Fuel costs go down but prices don’t follow
With jet fuel costs spiralling downwards, consumers are still paying between 10% and 15% more for domestic airfares than at the same time last year, says a report.
Compared with January 2006, economy airfares are now 9.6% higher, business class fares 10.4% higher and “best discount fares” 14.6% higher according to figures from the Bureau of Transport and Regional Economics.
Commsec chief equities economist Craig James said the increases were unfair and prices needed to come down.
Qantas’s five dollar cut in its fuel surcharge on January 16, in response to a 25%drop in the cost of jet fuel since August, had been modest and overdue, Mr James said, adding, “For the fare-paying public, there’s still a duopoly to deal with.” “Annual double-digit price rises are unacceptable. Competition is still not adequate to keep airfares down”.
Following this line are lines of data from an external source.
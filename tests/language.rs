use std::fs;

use snx::{
    ast::BlockStyle,
    error::{ErrorKind, ScriptError},
    evaluate,
    interpreter::{
        engine::{config::Config, core::Termination, host::CapturedHost},
        value::core::Value,
    },
    run_source,
};
use walkdir::WalkDir;

#[test]
fn script_fixtures_produce_expected_output() {
    let mut count = 0;
    let root = concat!(env!("CARGO_MANIFEST_DIR"), "/tests/scripts");

    for entry in
        WalkDir::new(root).into_iter()
                          .filter_map(Result::ok)
                          .filter(|e| e.path().extension().is_some_and(|ext| ext == "snx"))
    {
        let path = entry.path();
        let source =
            fs::read_to_string(path).unwrap_or_else(|e| panic!("Failed to read {path:?}: {e}"));
        let expected = fs::read_to_string(path.with_extension("out"))
            .unwrap_or_else(|e| panic!("Missing expected output for {path:?}: {e}"));
        let expected_errors = fs::read_to_string(path.with_extension("err")).unwrap_or_default();

        let mut host = CapturedHost::new();
        if let Err(e) = run_source(&source, Config::default(), &mut host) {
            panic!("Script {path:?} stopped with a fatal error: {e}");
        }

        assert_eq!(host.output, expected, "output of {path:?}");
        assert_eq!(host.error_messages(),
                   expected_errors.lines().collect::<Vec<_>>(),
                   "errors of {path:?}");
        count += 1;
    }

    assert!(count > 0, "No scripts found in {root}");
}

fn run(src: &str) -> CapturedHost {
    let mut host = CapturedHost::new();
    if let Err(e) = run_source(src, Config::default(), &mut host) {
        panic!("Script failed: {e}");
    }
    host
}

fn assert_output(src: &str, expected: &str) {
    let host = run(src);
    assert!(host.errors.is_empty(), "unexpected errors: {:?}", host.error_messages());
    assert_eq!(host.output, expected);
}

#[test]
fn expression_results() {
    assert_eq!(evaluate("2 + 3 * 4"), Value::Int(14));
    assert_eq!(evaluate("(2 + 3) * 4"), Value::Int(20));
    assert_eq!(evaluate("10 / 4"), Value::Float(2.5));
    assert_eq!(evaluate("10 / 5"), Value::Int(2));
    assert_eq!(evaluate("\"foo\" + 1"), Value::from("foo1"));
    assert_eq!(evaluate("\"3\" + 4"), Value::Int(7));
    assert_eq!(evaluate("true && false"), Value::Bool(false));
    assert_eq!(evaluate("1 < 2 && 2 < 3"), Value::Bool(true));
}

#[test]
fn expression_failures_are_values() {
    let Value::Error(message) = evaluate("7 % 0") else {
        panic!("expected an error value");
    };
    assert!(message.contains("Modulo by zero"));

    assert!(evaluate("1 +").is_error());
    assert!(evaluate("(1").is_error());
    assert!(evaluate("\"open").is_error());
    assert!(evaluate("1 == \"1\"").is_error());
}

#[test]
fn redeclaration_keeps_the_first_value() {
    let host = run("var x = 1\nvar x = 2\nprintln x");

    assert_eq!(host.output, "1\n");
    assert_eq!(host.errors.len(), 1);
    assert_eq!(host.errors[0].kind(), ErrorKind::Compilation);
}

#[test]
fn conditionals_enter_or_skip() {
    assert_output("if 1 > 2\n  println \"a\"\nend\nprintln \"b\"", "b\n");
    assert_output("if 2 > 1\n  println \"a\"\nend\nprintln \"b\"", "a\nb\n");
    assert_output("if true\n  if false\n    println 1\n  end\n  println 2\nend", "2\n");
}

#[test]
fn unknown_function_is_a_name_error() {
    let host = run("nothing(1, 2)\nprintln \"after\"");

    assert_eq!(host.output, "after\n");
    assert_eq!(host.error_messages(),
               vec!["Name Error on line 1: Function 'nothing' is not defined."]);
}

#[test]
fn invalid_goto_is_fatal() {
    let mut host = CapturedHost::new();
    let result = run_source("println 1\nGOTO 40\nprintln 2", Config::default(), &mut host);

    assert_eq!(result, Err(ScriptError::InvalidJump { target: 40, line: 2 }));
    assert_eq!(host.output, "1\n");
}

#[test]
fn goto_zero_is_fatal() {
    let mut host = CapturedHost::new();
    let result = run_source("GOTO 0", Config::default(), &mut host);

    assert!(matches!(result, Err(ScriptError::InvalidJump { target: 0, .. })));
}

#[test]
fn functions_bind_parameters_and_return() {
    let src = "\
func describe(name, age)
  println name + \" is \" + age
  return
  println \"never\"
end
describe(\"ada\", 36)
describe(\"bob\")";
    let host = run(src);

    assert_eq!(host.output, "ada is 36\nbob is 0\n");
    assert_eq!(host.error_messages(),
               ["Runtime Error on line 7: No argument for parameter 'age'. Defaulting to 0."]);
}

#[test]
fn failing_argument_is_reported_and_defaults_to_zero() {
    let host = run("func f(a)\n  println a\nend\nf(1 / 0)");

    assert_eq!(host.output, "0\n");
    assert_eq!(host.error_messages(),
               ["Runtime Error on line 4: Failed to evaluate argument for parameter 'a' \
                 (Division by zero). Defaulting to 0."]);
}

#[test]
fn function_bodies_are_skipped_until_called() {
    assert_output("func f()\n  println \"body\"\nend\nprintln \"top\"", "top\n");
}

#[test]
fn initial_style_comes_from_config() {
    let config = Config { style: BlockStyle::Bracketed,
                          ..Config::default() };
    let mut host = CapturedHost::new();

    run_source("if true {\n  println 1\n}\nprintln 2", config, &mut host).unwrap();
    assert_eq!(host.output, "1\n2\n");
    assert!(host.errors.is_empty());
}

#[test]
fn input_reads_one_line_per_use() {
    let mut host = CapturedHost::with_input(["3", "4"]);
    run_source("var a = input\nvar b = input\nprintln a + b\nprintln a * b",
               Config::default(),
               &mut host).unwrap();

    assert_eq!(host.output, "7\n12\n");
}

#[test]
fn exec_hands_commands_to_the_host() {
    let host = run("var file = \"notes.txt\"\nexec \"touch \" + file");
    assert_eq!(host.commands, vec!["touch notes.txt"]);
}

#[test]
fn interpolation_inserts_values() {
    assert_output("var n = 2.0\nvar s = \"q\\\"\"\nprintln \"n=${n} s=${s}\"",
                  "n=2.0 s=q\"\n");
}

#[test]
fn end_terminates() {
    let mut host = CapturedHost::new();
    let result = run_source("println 1\nEND\nprintln 2", Config::default(), &mut host);

    assert_eq!(result, Ok(Termination::EndCommand));
    assert_eq!(host.output, "1\n");
}

#[test]
fn return_value_is_ignored() {
    let src = "func f()\n  return 5\n  println \"still here\"\nend\nf()";
    assert_output(src, "still here\n");
}
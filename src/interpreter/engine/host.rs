use std::{
    collections::VecDeque,
    io::{self, BufRead, Write},
    process::Command,
};

use crate::error::ScriptError;

/// The outside world as seen by a running script.
pub trait Host {
    /// Writes program output. No newline is added.
    ///
    /// # Errors
    /// Returns an error if the output stream cannot be written.
    fn write_output(&mut self, text: &str) -> io::Result<()>;

    /// Reports a non-fatal fault. Execution continues afterwards.
    fn report(&mut self, error: &ScriptError);

    /// Reads one line of input without its line terminator.
    ///
    /// Returns `None` once input is exhausted.
    fn read_line(&mut self) -> Option<String>;

    /// Runs a shell command and waits for it.
    ///
    /// # Returns
    /// The command's exit status, or `-1` if it was ended by a signal.
    ///
    /// # Errors
    /// Returns an error if the command could not be started.
    fn execute(&mut self, command: &str) -> io::Result<i32>;
}

/// A host bound to the process streams.
///
/// Output goes to stdout and is flushed after every write so that prompts
/// appear before a blocking read. Faults go to stderr. Commands run through
/// `sh -c`.
#[derive(Debug, Default, Clone, Copy)]
pub struct StdHost;

impl Host for StdHost {
    fn write_output(&mut self, text: &str) -> io::Result<()> {
        let mut stdout = io::stdout().lock();
        stdout.write_all(text.as_bytes())?;
        stdout.flush()
    }

    fn report(&mut self, error: &ScriptError) {
        eprintln!("{error}");
    }

    fn read_line(&mut self) -> Option<String> {
        let mut line = String::new();
        match io::stdin().lock().read_line(&mut line) {
            Ok(0) | Err(_) => None,
            Ok(_) => {
                let trimmed = line.trim_end_matches(['\n', '\r']).len();
                line.truncate(trimmed);
                Some(line)
            },
        }
    }

    fn execute(&mut self, command: &str) -> io::Result<i32> {
        let status = Command::new("sh").arg("-c").arg(command).status()?;
        Ok(status.code().unwrap_or(-1))
    }
}

/// A host that keeps everything in memory.
///
/// Input lines are served from a queue; output, reported faults and shell
/// commands are recorded instead of being acted on. Recorded commands are not
/// run and report a zero exit status.
#[derive(Debug, Default, Clone)]
pub struct CapturedHost {
    /// Lines served to `input`, front first.
    pub input:    VecDeque<String>,
    /// Everything written by `print` and `println`.
    pub output:   String,
    /// Every non-fatal fault, in the order reported.
    pub errors:   Vec<ScriptError>,
    /// Every command passed to `exec`.
    pub commands: Vec<String>,
}

impl CapturedHost {
    /// Creates a host with no pending input.
    #[must_use]
    pub fn new() -> Self {
        Self::default()
    }

    /// Creates a host that will answer `input` with `lines`, in order.
    ///
    /// # Example
    /// ```
    /// use snx::interpreter::engine::host::{CapturedHost, Host};
    ///
    /// let mut host = CapturedHost::with_input(["first", "second"]);
    /// assert_eq!(host.read_line().as_deref(), Some("first"));
    /// assert_eq!(host.read_line().as_deref(), Some("second"));
    /// assert_eq!(host.read_line(), None);
    /// ```
    pub fn with_input<I, S>(lines: I) -> Self
        where I: IntoIterator<Item = S>,
              S: Into<String>
    {
        Self { input: lines.into_iter().map(Into::into).collect(),
               ..Self::default() }
    }

    /// Returns the reported faults rendered as text.
    #[must_use]
    pub fn error_messages(&self) -> Vec<String> {
        self.errors.iter().map(ToString::to_string).collect()
    }
}

impl Host for CapturedHost {
    fn write_output(&mut self, text: &str) -> io::Result<()> {
        self.output.push_str(text);
        Ok(())
    }

    fn report(&mut self, error: &ScriptError) {
        self.errors.push(error.clone());
    }

    fn read_line(&mut self) -> Option<String> {
        self.input.pop_front()
    }

    fn execute(&mut self, command: &str) -> io::Result<i32> {
        self.commands.push(command.to_string());
        Ok(0)
    }
}
/// The control-flow engine that runs scripts line by line.
///
/// The engine owns the numbered listing, the program counter, the scope depth,
/// the active calls, the variables and the functions of one run. It
/// classifies each line as the program counter reaches it and executes it.
///
/// # Responsibilities
/// - Dispatches statements and moves the program counter.
/// - Matches blocks, enters and tears down scopes.
/// - Performs calls and returns against a stack of call frames.
/// - Talks to the outside world only through the `Host` trait.
pub mod engine;
/// The evaluator module computes the value of one expression.
///
/// The evaluator reduces a postfix token sequence with a value stack,
/// applying the operator semantics of the language: coercion of numeric
/// text, integer/float result rules, comparisons and boolean connectives.
///
/// # Responsibilities
/// - Resolves identifiers through a `Resolve` implementation at evaluation
///   time.
/// - Applies operators and reports type and runtime errors.
/// - Folds failures into `Value::Error` at the public boundary.
pub mod evaluator;
/// The lexer module tokenizes expression text.
///
/// The lexer reads one expression and produces literals, identifiers,
/// operators and parentheses. It folds a directly attached sign into the
/// following number when that sign cannot be a binary operator.
///
/// # Responsibilities
/// - Converts expression text into tokens.
/// - Handles numeric, boolean and string literals and all operators.
/// - Reports lexical errors for invalid or malformed input.
pub mod lexer;
/// The parser module orders expression tokens and classifies script lines.
///
/// # Responsibilities
/// - Converts infix tokens to postfix order (shunting-yard).
/// - Recognizes the statement forms of a line under the active block style.
pub mod parser;
/// The value module defines the runtime data types for evaluation.
///
/// # Responsibilities
/// - Defines the `Value` enum and its variants.
/// - Implements the implicit text-to-number coercion.
/// - Renders values as program output.
pub mod value;
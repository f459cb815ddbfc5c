/// Core evaluation logic.
///
/// Contains the evaluation entry points, the name-resolution seam used for
/// identifiers, and the postfix reduction loop.
pub mod core;

/// Binary operator evaluation logic.
///
/// Handles the execution of all binary operators: arithmetic with its
/// string-to-number coercion, equality and ordering comparisons, and the
/// boolean connectives.
pub mod binary;

/// Unary operator evaluation logic.
///
/// Implements logical NOT, the only prefix operator that survives lexing.
pub mod unary;
use logos::Logos;

use crate::{ast::Operator, error::EvalError, interpreter::value::core::Value};

/// Represents a lexical token of an expression.
///
/// Tokens are produced from one line of expression text and live for a single
/// evaluation. A sign written directly in front of a number is folded into the
/// literal when it cannot be a binary operator.
#[derive(Debug, Clone, PartialEq)]
pub enum Token {
    /// Integer literal tokens, such as `42` or `-7`.
    Int(i64),
    /// Float literal tokens, such as `2.5`, `.5` or `-3.`.
    Float(f64),
    /// Boolean literal tokens: `true` or `false`.
    Bool(bool),
    /// String literal tokens, with quotes stripped and escapes applied.
    Str(String),
    /// A name to be resolved when the expression is evaluated.
    Identifier {
        /// The name as written.
        name:    String,
        /// `true` when written as `-name` in operand position.
        negated: bool,
    },
    /// An operator symbol.
    Operator(Operator),
    /// `(`
    LParen,
    /// `)`
    RParen,
}

impl Token {
    /// Returns `true` if the token produces a value on its own.
    #[must_use]
    pub const fn is_operand(&self) -> bool {
        matches!(self,
                 Self::Int(_)
                 | Self::Float(_)
                 | Self::Bool(_)
                 | Self::Str(_)
                 | Self::Identifier { .. })
    }
}

/// Errors raised by the raw scanner.
#[derive(Debug, Clone, PartialEq, Default)]
pub enum LexError {
    /// No token starts at this character.
    #[default]
    InvalidCharacter,
    /// A `"` was never closed.
    UnterminatedString,
}

/// The raw scanner. Signs are always scanned as operators here and folded
/// into literals by [`tokenize`].
#[derive(Logos, Debug, PartialEq, Clone)]
#[logos(error = LexError)]
enum RawToken {
    /// `42`
    #[regex(r"[0-9]+")]
    Integer,
    /// `2.5`, `.5`, `3.` and malformed runs such as `1.2.3`.
    #[regex(r"[0-9]*\.[0-9.]*")]
    Decimal,
    /// `"text"`
    #[token("\"", lex_string)]
    Str(String),
    /// `true` or `false`
    #[token("true", |_| true)]
    #[token("false", |_| false)]
    Bool(bool),
    /// Variable names such as `x` or `total_2`.
    #[regex(r"[a-zA-Z_][a-zA-Z0-9_]*", |lex| lex.slice().to_string())]
    Identifier(String),
    /// `(`
    #[token("(")]
    LParen,
    /// `)`
    #[token(")")]
    RParen,
    /// `+`
    #[token("+")]
    Plus,
    /// `-`
    #[token("-")]
    Minus,
    /// `*`
    #[token("*")]
    Star,
    /// `/`
    #[token("/")]
    Slash,
    /// `%`
    #[token("%")]
    Percent,
    /// `!`
    #[token("!")]
    Bang,
    /// `==`
    #[token("==")]
    EqualEqual,
    /// `!=`
    #[token("!=")]
    BangEqual,
    /// `<`
    #[token("<")]
    Less,
    /// `>`
    #[token(">")]
    Greater,
    /// `<=`
    #[token("<=")]
    LessEqual,
    /// `>=`
    #[token(">=")]
    GreaterEqual,
    /// `&&`
    #[token("&&")]
    AndAnd,
    /// `||`
    #[token("||")]
    OrOr,
    /// Whitespace.
    #[regex(r"[ \t\r\n\f]+", logos::skip)]
    Ignored,
}

/// Scans the body of a string literal after its opening quote.
///
/// A backslash makes the following character literal. The closing quote is
/// consumed but not included.
fn lex_string(lex: &mut logos::Lexer<RawToken>) -> Result<String, LexError> {
    let remainder = lex.remainder();
    let mut content = String::new();
    let mut chars = remainder.char_indices();

    while let Some((index, c)) = chars.next() {
        match c {
            '"' => {
                lex.bump(index + 1);
                return Ok(content);
            },
            '\\' => match chars.next() {
                Some((_, escaped)) => content.push(escaped),
                None => break,
            },
            _ => content.push(c),
        }
    }

    lex.bump(remainder.len());
    Err(LexError::UnterminatedString)
}

/// Returns `true` if a `+` or `-` at this point must be a sign.
///
/// That is the case at the start of the expression and right after `(` or
/// any operator.
fn in_operand_position(tokens: &[Token]) -> bool {
    matches!(tokens.last(), None | Some(Token::LParen | Token::Operator(_)))
}

/// Converts the text of a numeric literal into a token.
///
/// A literal without a decimal point is always an integer; one that does not
/// fit in 64 bits is an overflow rather than a malformed literal.
fn number_token(literal: &str) -> Result<Token, EvalError> {
    match Value::from_numeric_literal(literal) {
        Some(Value::Int(n)) => Ok(Token::Int(n)),
        Some(Value::Float(r)) => Ok(Token::Float(r)),
        _ if is_integer_literal(literal) => Err(EvalError::Overflow),
        _ => Err(EvalError::InvalidNumber { literal: literal.to_string() }),
    }
}

fn is_integer_literal(literal: &str) -> bool {
    let digits = literal.strip_prefix(['+', '-']).unwrap_or(literal);
    !digits.is_empty() && digits.bytes().all(|b| b.is_ascii_digit())
}

/// Splits one expression into tokens.
///
/// Whitespace is insignificant. Two-character operators are matched before
/// their one-character prefixes. A `+` or `-` in operand position that is
/// immediately followed by a number is folded into that literal; when it is
/// immediately followed by a name, the name is marked as negated instead.
///
/// # Errors
/// - `UnterminatedString` for a `"` without its closing quote.
/// - `InvalidCharacter` for a character that starts no token.
/// - `InvalidNumber` for malformed or out-of-range numeric literals.
///
/// # Example
/// ```
/// use snx::{
///     ast::Operator,
///     interpreter::lexer::{Token, tokenize},
/// };
///
/// let tokens = tokenize("-2 * (x - 1)").unwrap();
/// assert_eq!(tokens[0], Token::Int(-2));
/// assert_eq!(tokens[1], Token::Operator(Operator::Mul));
/// assert_eq!(tokens.len(), 7);
/// ```
pub fn tokenize(text: &str) -> Result<Vec<Token>, EvalError> {
    let mut lexer = RawToken::lexer(text);
    let mut tokens = Vec::new();

    while let Some(raw) = lexer.next() {
        let raw = match raw {
            Ok(raw) => raw,
            Err(LexError::UnterminatedString) => return Err(EvalError::UnterminatedString),
            Err(LexError::InvalidCharacter) => {
                let ch = lexer.slice().chars().next().unwrap_or_default();
                return Err(EvalError::InvalidCharacter { ch });
            },
        };

        let token = match raw {
            RawToken::Integer | RawToken::Decimal => number_token(lexer.slice())?,
            RawToken::Str(s) => Token::Str(s),
            RawToken::Bool(b) => Token::Bool(b),
            RawToken::Identifier(name) => Token::Identifier { name,
                                                              negated: false },
            RawToken::Plus | RawToken::Minus if in_operand_position(&tokens) => {
                let sign = lexer.slice();
                let sign_end = lexer.span().end;

                let mut ahead = lexer.clone();
                match ahead.next() {
                    Some(Ok(RawToken::Integer | RawToken::Decimal))
                        if ahead.span().start == sign_end =>
                    {
                        let literal = format!("{sign}{}", ahead.slice());
                        lexer = ahead;
                        number_token(&literal)?
                    },
                    Some(Ok(RawToken::Identifier(name))) if ahead.span().start == sign_end => {
                        lexer = ahead;
                        Token::Identifier { negated: sign == "-",
                                            name }
                    },
                    _ => Token::Operator(if sign == "-" { Operator::Sub } else { Operator::Add }),
                }
            },
            RawToken::Plus => Token::Operator(Operator::Add),
            RawToken::Minus => Token::Operator(Operator::Sub),
            RawToken::Star => Token::Operator(Operator::Mul),
            RawToken::Slash => Token::Operator(Operator::Div),
            RawToken::Percent => Token::Operator(Operator::Mod),
            RawToken::Bang => Token::Operator(Operator::Not),
            RawToken::EqualEqual => Token::Operator(Operator::Equal),
            RawToken::BangEqual => Token::Operator(Operator::NotEqual),
            RawToken::Less => Token::Operator(Operator::Less),
            RawToken::Greater => Token::Operator(Operator::Greater),
            RawToken::LessEqual => Token::Operator(Operator::LessEqual),
            RawToken::GreaterEqual => Token::Operator(Operator::GreaterEqual),
            RawToken::AndAnd => Token::Operator(Operator::And),
            RawToken::OrOr => Token::Operator(Operator::Or),
            RawToken::LParen => Token::LParen,
            RawToken::RParen => Token::RParen,
            RawToken::Ignored => continue,
        };

        tokens.push(token);
    }

    Ok(tokens)
}

#[cfg(test)]
mod tests {
    use super::*;

    fn op(op: Operator) -> Token {
        Token::Operator(op)
    }

    #[test]
    fn oversized_integer_literal_overflows() {
        assert_eq!(tokenize("99999999999999999999 + 1"), Err(EvalError::Overflow));
        assert_eq!(tokenize("-99999999999999999999"), Err(EvalError::Overflow));
        assert_eq!(tokenize("99999999999999999999.0").unwrap(), vec![Token::Float(1e20)]);
        assert_eq!(tokenize("1.2.3"),
                   Err(EvalError::InvalidNumber { literal: "1.2.3".to_string() }));
    }

    #[test]
    fn decimal_point_decides_kind() {
        assert_eq!(tokenize("10").unwrap(), vec![Token::Int(10)]);
        assert_eq!(tokenize("10.").unwrap(), vec![Token::Float(10.0)]);
        assert_eq!(tokenize(".25").unwrap(), vec![Token::Float(0.25)]);
    }

    #[test]
    fn sign_folds_only_in_operand_position() {
        assert_eq!(tokenize("-3").unwrap(), vec![Token::Int(-3)]);
        assert_eq!(tokenize("4 -3").unwrap(),
                   vec![Token::Int(4), op(Operator::Sub), Token::Int(3)]);
        assert_eq!(tokenize("2*-3").unwrap(),
                   vec![Token::Int(2), op(Operator::Mul), Token::Int(-3)]);
        assert_eq!(tokenize("(+.5)").unwrap(),
                   vec![Token::LParen, Token::Float(0.5), Token::RParen]);
    }

    #[test]
    fn detached_sign_stays_an_operator() {
        assert_eq!(tokenize("- 3").unwrap(), vec![op(Operator::Sub), Token::Int(3)]);
    }

    #[test]
    fn sign_before_name_marks_negation() {
        assert_eq!(tokenize("1 * -x").unwrap(),
                   vec![Token::Int(1),
                        op(Operator::Mul),
                        Token::Identifier { name:    "x".to_string(),
                                            negated: true, }]);
    }

    #[test]
    fn two_character_operators_are_greedy() {
        assert_eq!(tokenize("1<=2").unwrap(),
                   vec![Token::Int(1), op(Operator::LessEqual), Token::Int(2)]);
        assert_eq!(tokenize("!true != false").unwrap(),
                   vec![op(Operator::Not),
                        Token::Bool(true),
                        op(Operator::NotEqual),
                        Token::Bool(false)]);
        assert_eq!(tokenize("true&&false||true").unwrap(),
                   vec![Token::Bool(true),
                        op(Operator::And),
                        Token::Bool(false),
                        op(Operator::Or),
                        Token::Bool(true)]);
    }

    #[test]
    fn strings_strip_quotes_and_unescape() {
        assert_eq!(tokenize(r#""say \"hi\"""#).unwrap(),
                   vec![Token::Str("say \"hi\"".to_string())]);
        assert_eq!(tokenize(r#""a\\b""#).unwrap(), vec![Token::Str("a\\b".to_string())]);
        assert_eq!(tokenize(r#""""#).unwrap(), vec![Token::Str(String::new())]);
    }

    #[test]
    fn lexical_errors() {
        assert_eq!(tokenize("\"open").unwrap_err(), EvalError::UnterminatedString);
        assert_eq!(tokenize("\"ends in \\").unwrap_err(), EvalError::UnterminatedString);
        assert_eq!(tokenize("1 = 2").unwrap_err(), EvalError::InvalidCharacter { ch: '=' });
        assert_eq!(tokenize("a & b").unwrap_err(), EvalError::InvalidCharacter { ch: '&' });
        assert_eq!(tokenize("1.2.3").unwrap_err(),
                   EvalError::InvalidNumber { literal: "1.2.3".to_string() });
    }

    #[test]
    fn names_are_kept_for_resolution() {
        assert_eq!(tokenize("trueish").unwrap(),
                   vec![Token::Identifier { name:    "trueish".to_string(),
                                            negated: false, }]);
    }
}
Mr James said the Federal Government needed to consider the potential for airfare relief when it decided to approve a private equity consortium’s bid to take over the dominant airline, Qantas, adding if a takeover was accompanied by Qantas receiving less insulation from competition that would be a good thing, he said, “You could see a situation where a foreign airline like Singapore Airlines might fly into Perth, across to Sydney and then back to Singapore.”
He also said, “If domestic routes were more open to international carriers that would be one avenue to prevent airfares rising too fast”.